The **theory of uninterpreted functions** is also sometimes called the **free theory**, because it is freely generated, and thus a free object, or the **empty theory**, being the theory having an empty set of sentences (in analogy to an initial algebra). Theories with a non-empty set of equations are known as equational theories. The satisfiability problem for free theories is solved by syntactic unification; algorithms for the latter are used by interpreters for various computer languages, such as Prolog.

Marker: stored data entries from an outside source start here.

//! Trailing-window analytics: SMA, EMA and price volatility.
//!
//! Every computation anchors at the series' own most recent date, never the
//! wall clock. An empty window yields `None`, so callers can tell "no data"
//! apart from a genuine zero-valued result.

use crate::domain::series::InstrumentSeries;
use std::fmt;
use std::str::FromStr;

/// The analyses the engine can perform.
#[derive(Debug, Clone, Copy, PartialEq, Eq, Hash)]
pub enum Analysis {
    Sma,
    Ema,
    Volatility,
}

impl Analysis {
    pub fn compute(self, series: &InstrumentSeries, days: u32) -> Option<f64> {
        match self {
            Analysis::Sma => sma(series, days),
            Analysis::Ema => ema(series, days),
            Analysis::Volatility => volatility(series, days),
        }
    }
}

impl fmt::Display for Analysis {
    fn fmt(&self, f: &mut fmt::Formatter<'_>) -> fmt::Result {
        match self {
            Analysis::Sma => write!(f, "SMA"),
            Analysis::Ema => write!(f, "EMA"),
            Analysis::Volatility => write!(f, "Volatility"),
        }
    }
}

impl FromStr for Analysis {
    type Err = String;

    fn from_str(s: &str) -> Result<Self, Self::Err> {
        match s.to_lowercase().as_str() {
            "sma" => Ok(Analysis::Sma),
            "ema" => Ok(Analysis::Ema),
            "volatility" | "vol" => Ok(Analysis::Volatility),
            other => Err(format!("unknown analysis: {other}")),
        }
    }
}

/// Arithmetic mean of closing prices over the trailing window.
pub fn sma(series: &InstrumentSeries, days: u32) -> Option<f64> {
    let window = series.window(days);
    if window.is_empty() {
        return None;
    }
    let sum: f64 = window.iter().map(|b| b.close).sum();
    Some(sum / window.len() as f64)
}

/// Exponential moving average over the trailing window.
///
/// alpha = 2/(days+1). The earliest in-window close seeds the recurrence, so
/// the smoothing reaches only as far back as the window itself. Ascending
/// date order is guaranteed by the series invariant.
pub fn ema(series: &InstrumentSeries, days: u32) -> Option<f64> {
    let window = series.window(days);
    let (seed, rest) = window.split_first()?;
    let alpha = 2.0 / (f64::from(days) + 1.0);
    Some(rest.iter().fold(seed.close, |prev, bar| {
        bar.close * alpha + prev * (1.0 - alpha)
    }))
}

/// Population standard deviation of closing prices around the windowed SMA.
///
/// The mean is [`sma`] over the same window and day-count: volatility measures
/// dispersion around the windowed average, not a separately-fit mean.
pub fn volatility(series: &InstrumentSeries, days: u32) -> Option<f64> {
    let mean = sma(series, days)?;
    let window = series.window(days);
    let sum_sq: f64 = window.iter().map(|b| (b.close - mean).powi(2)).sum();
    Some((sum_sq / window.len() as f64).sqrt())
}

/// One result per requested day-count, in request order. A day-count with no
/// data yields `None` without affecting its siblings.
pub fn compute_many(
    analysis: Analysis,
    series: &InstrumentSeries,
    day_counts: &[u32],
) -> Vec<Option<f64>> {
    day_counts
        .iter()
        .map(|&days| analysis.compute(series, days))
        .collect()
}

#[cfg(test)]
mod tests {
    use super::*;
    use crate::domain::bar::Bar;
    use approx::assert_relative_eq;
    use chrono::NaiveDate;
    use proptest::prelude::*;

    fn make_series(closes: &[f64]) -> InstrumentSeries {
        let bars = closes
            .iter()
            .enumerate()
            .map(|(i, &close)| Bar {
                date: NaiveDate::from_ymd_opt(2023, 1, (i + 1) as u32).unwrap(),
                open: close,
                high: close,
                low: close,
                close,
                volume: 1000.0,
            })
            .collect();
        InstrumentSeries::new("TEST", bars)
    }

    #[test]
    fn sma_of_three_bars() {
        let series = make_series(&[10.0, 20.0, 30.0]);
        assert_eq!(sma(&series, 3), Some(20.0));
    }

    #[test]
    fn sma_window_narrower_than_series() {
        // Latest 2023-01-03, 1 day: only the last bar qualifies.
        let series = make_series(&[10.0, 20.0, 30.0]);
        assert_eq!(sma(&series, 1), Some(30.0));
    }

    #[test]
    fn sma_empty_window_is_no_data() {
        let series = make_series(&[]);
        assert_eq!(sma(&series, 30), None);
    }

    #[test]
    fn ema_single_bar_equals_close() {
        let series = make_series(&[42.5]);
        for days in [1, 2, 30, 360] {
            assert_eq!(ema(&series, days), Some(42.5));
        }
    }

    #[test]
    fn ema_manual_trace() {
        // alpha = 2/3: seed 10, then 20*(2/3)+10*(1/3) = 16.667,
        // then 30*(2/3)+16.667*(1/3) = 25.556.
        let series = make_series(&[10.0, 20.0, 30.0]);
        let result = ema(&series, 2).unwrap();
        assert!((result - 25.556).abs() < 1e-3);
    }

    #[test]
    fn ema_of_constant_series_is_constant() {
        let series = make_series(&[100.0; 8]);
        assert_relative_eq!(ema(&series, 5).unwrap(), 100.0);
    }

    #[test]
    fn ema_result_is_final_recurrence_value() {
        // days=4 covers all three bars; fold by hand.
        let series = make_series(&[10.0, 20.0, 30.0]);
        let alpha = 2.0 / 5.0;
        let e1 = 20.0 * alpha + 10.0 * (1.0 - alpha);
        let e2 = 30.0 * alpha + e1 * (1.0 - alpha);
        assert_relative_eq!(ema(&series, 4).unwrap(), e2);
    }

    #[test]
    fn ema_empty_window_is_no_data() {
        let series = make_series(&[10.0, 20.0]);
        assert_eq!(ema(&series, 0), None);
    }

    #[test]
    fn volatility_of_constant_series_is_zero() {
        let series = make_series(&[50.0; 5]);
        assert_eq!(volatility(&series, 5), Some(0.0));
    }

    #[test]
    fn volatility_matches_hand_computed_population_stdev() {
        // mean 20, sum of squares 200, population stdev sqrt(200/3).
        let series = make_series(&[10.0, 20.0, 30.0]);
        let expected = (200.0_f64 / 3.0).sqrt();
        assert_relative_eq!(volatility(&series, 3).unwrap(), expected, epsilon = 1e-9);
        assert!((volatility(&series, 3).unwrap() - 8.165).abs() < 1e-3);
    }

    #[test]
    fn volatility_of_zero_prices_is_computed_not_short_circuited() {
        // All-zero closes are legitimate data, not a missing-data signal.
        let series = make_series(&[0.0, 0.0, 0.0]);
        assert_eq!(volatility(&series, 3), Some(0.0));

        let mixed = make_series(&[0.0, 10.0]);
        let mean = 5.0;
        let expected = (((0.0 - mean) * (0.0 - mean) + (10.0 - mean) * (10.0 - mean)) / 2.0_f64)
            .sqrt();
        assert_relative_eq!(volatility(&mixed, 2).unwrap(), expected);
    }

    #[test]
    fn volatility_empty_window_is_no_data() {
        let series = make_series(&[]);
        assert_eq!(volatility(&series, 30), None);
    }

    #[test]
    fn no_data_outcome_is_idempotent() {
        let series = make_series(&[]);
        for analysis in [Analysis::Sma, Analysis::Ema, Analysis::Volatility] {
            assert_eq!(analysis.compute(&series, 30), None);
            assert_eq!(analysis.compute(&series, 30), None);
        }
    }

    #[test]
    fn compute_many_preserves_order_and_locality() {
        let series = make_series(&[10.0, 20.0, 30.0]);
        // days=0 has no data; its siblings still compute.
        let results = compute_many(Analysis::Sma, &series, &[3, 0, 1]);
        assert_eq!(results, vec![Some(20.0), None, Some(30.0)]);
    }

    #[test]
    fn analysis_display_matches_report_labels() {
        assert_eq!(Analysis::Sma.to_string(), "SMA");
        assert_eq!(Analysis::Ema.to_string(), "EMA");
        assert_eq!(Analysis::Volatility.to_string(), "Volatility");
    }

    #[test]
    fn analysis_from_str() {
        assert_eq!("sma".parse::<Analysis>().unwrap(), Analysis::Sma);
        assert_eq!("EMA".parse::<Analysis>().unwrap(), Analysis::Ema);
        assert_eq!("vol".parse::<Analysis>().unwrap(), Analysis::Volatility);
        assert!("macd".parse::<Analysis>().is_err());
    }

    proptest! {
        #[test]
        fn sma_stays_within_close_bounds(
            closes in proptest::collection::vec(1.0_f64..1000.0, 1..25),
            days in 1_u32..40,
        ) {
            let series = make_series(&closes);
            if let Some(value) = sma(&series, days) {
                let window = series.window(days);
                let min = window.iter().map(|b| b.close).fold(f64::INFINITY, f64::min);
                let max = window.iter().map(|b| b.close).fold(f64::NEG_INFINITY, f64::max);
                prop_assert!(value >= min - 1e-9 && value <= max + 1e-9);
            }
        }

        #[test]
        fn ema_stays_within_close_bounds(
            closes in proptest::collection::vec(1.0_f64..1000.0, 1..25),
            days in 1_u32..40,
        ) {
            let series = make_series(&closes);
            if let Some(value) = ema(&series, days) {
                let window = series.window(days);
                let min = window.iter().map(|b| b.close).fold(f64::INFINITY, f64::min);
                let max = window.iter().map(|b| b.close).fold(f64::NEG_INFINITY, f64::max);
                prop_assert!(value >= min - 1e-9 && value <= max + 1e-9);
            }
        }

        #[test]
        fn volatility_is_never_negative(
            closes in proptest::collection::vec(0.0_f64..1000.0, 0..25),
            days in 0_u32..40,
        ) {
            let series = make_series(&closes);
            if let Some(value) = volatility(&series, days) {
                prop_assert!(value >= 0.0);
            }
        }
    }
}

Syntactic unification is also used in algorithms for the satisfiability problem for certain other equational theories, see E-Unification and Narrowing.

As an example of uninterpreted functions for SMT-LIB, if this input is given to an SMT solver:

```
(declare-fun f (Int) Int)
(assert (= (f 10) 1))
```

the SMT solver would return "This input is satisfiable". That happens because `f`

is an uninterpreted function (i.e., all that is known about `f`

is its signature), so it is possible that `f(10) = 1`

. But by applying the input below:

```
(declare-fun f (Int) Int)
(assert (= (f 10) 1))
(assert (= (f 10) 42))
```

the SMT solver would return "This input is unsatisfiable". That happens because `f`

, being a function, can never return different values for the same input.

The decision problem for free theories is particularly important, because many theories can be reduced by it.^{[3]}

Free theories can be solved by searching for common subexpressions to form the congruence closure.^{[clarification needed]} Solvers include satisfiability modulo theories solvers.